Lowood school house
There is not anything left of the Lowood School House any more at the mouth of Camp Creek, where the neighboring youngsters gathered to be taught this and that.
The first school house was a small one, made of rough boards. There were holes and cracks in the old building, but in those days people didn't seem to care about that. The teacher stuffed them full of waste paper when the cold weather came along.
One day, around 1907, the old school house burned. That made some of the youngsters happy, because we thought we wouldn't have to go to school any more for quite a while. But we were soon made unhappy, for they soon stretched a large tent, made some desks from rough lumber, and we had to go to school again. They hired a new teacher to finish the term, Miss Louise Freitag, her first teaching experience, and in a tent.

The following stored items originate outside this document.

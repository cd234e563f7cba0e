use serde::{Deserialize, Serialize};

use super::{Candidate, null_as_default};

/// OS image entry as returned by `images/list`.
///
/// Only `id` and `name` are mandatory on the wire; everything else defaults so
/// that older controllers that omit fields still decode.
#[derive(Debug, Clone, PartialEq, Eq, Serialize, Deserialize)]
pub struct ImageRecord {
    id: i64,
    name: String,
    #[serde(default, deserialize_with = "null_as_default", rename = "type")]
    image_type: String,
    #[serde(default, deserialize_with = "null_as_default")]
    description: String,
    #[serde(default, deserialize_with = "null_as_default")]
    size: i64,
    #[serde(default, deserialize_with = "null_as_default")]
    status: String,
    #[serde(default, deserialize_with = "null_as_default", rename = "accountId")]
    tenant_id: i64,
    #[serde(default, deserialize_with = "null_as_default", rename = "sepid")]
    sep_id: i64,
    #[serde(default, deserialize_with = "null_as_default")]
    pool: String,
    #[serde(default, deserialize_with = "null_as_default")]
    username: String,
    #[serde(default, deserialize_with = "null_as_default", rename = "bootType")]
    boot_type: String,
}

#[allow(unused)]
impl ImageRecord {
    pub fn new(id: i64, name: impl Into<String>, pool: impl Into<String>, sep_id: i64) -> Self {
        Self {
            id,
            name: name.into(),
            image_type: String::new(),
            description: String::new(),
            size: 0,
            status: String::new(),
            tenant_id: 0,
            sep_id,
            pool: pool.into(),
            username: String::new(),
            boot_type: String::new(),
        }
    }

    pub fn id(&self) -> i64 {
        self.id
    }

    /// Pool on the storage endpoint that holds the image.
    pub fn pool(&self) -> &str {
        &self.pool
    }

    /// Storage endpoint (SEP) ID
    pub fn sep_id(&self) -> i64 {
        self.sep_id
    }

    /// eg. linux, windows
    pub fn image_type(&self) -> &str {
        &self.image_type
    }

    pub fn description(&self) -> &str {
        &self.description
    }

    /// Size in GB
    pub fn size(&self) -> i64 {
        self.size
    }

    pub fn status(&self) -> &str {
        &self.status
    }

    /// Owning tenant; 0 for shared images.
    pub fn tenant_id(&self) -> i64 {
        self.tenant_id
    }

    pub fn username(&self) -> &str {
        &self.username
    }

    pub fn boot_type(&self) -> &str {
        &self.boot_type
    }
}

impl Candidate for ImageRecord {
    const KIND: &'static str = "OS Image";
    const LIST_API: &'static str = "/restmachine/cloudapi/images/list";

    fn name(&self) -> &str {
        &self.name
    }
}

She was a lovely teacher, too. Probably not many teachers began their teaching career in a tent.
When the next school term began the following spring, they had a new school house, much larger than the old one, but still I didn't like to go to school.
David c. Earhart of Hornbrook built the new school house. Times and conditions changed during the years that followed, and the time came when the school house was no longer needed; and it was sold and moved away in about 1943. Thus ended the building where I was taught to write these words.
The old school yard fence that Jim Gardner built to keep us youngsters in is gone too. The old well is all caved in, but some of the trees where the youngsters tied their horses are still there, and they look about the same as they did forty five years ago. The old hitch-rack went long ago.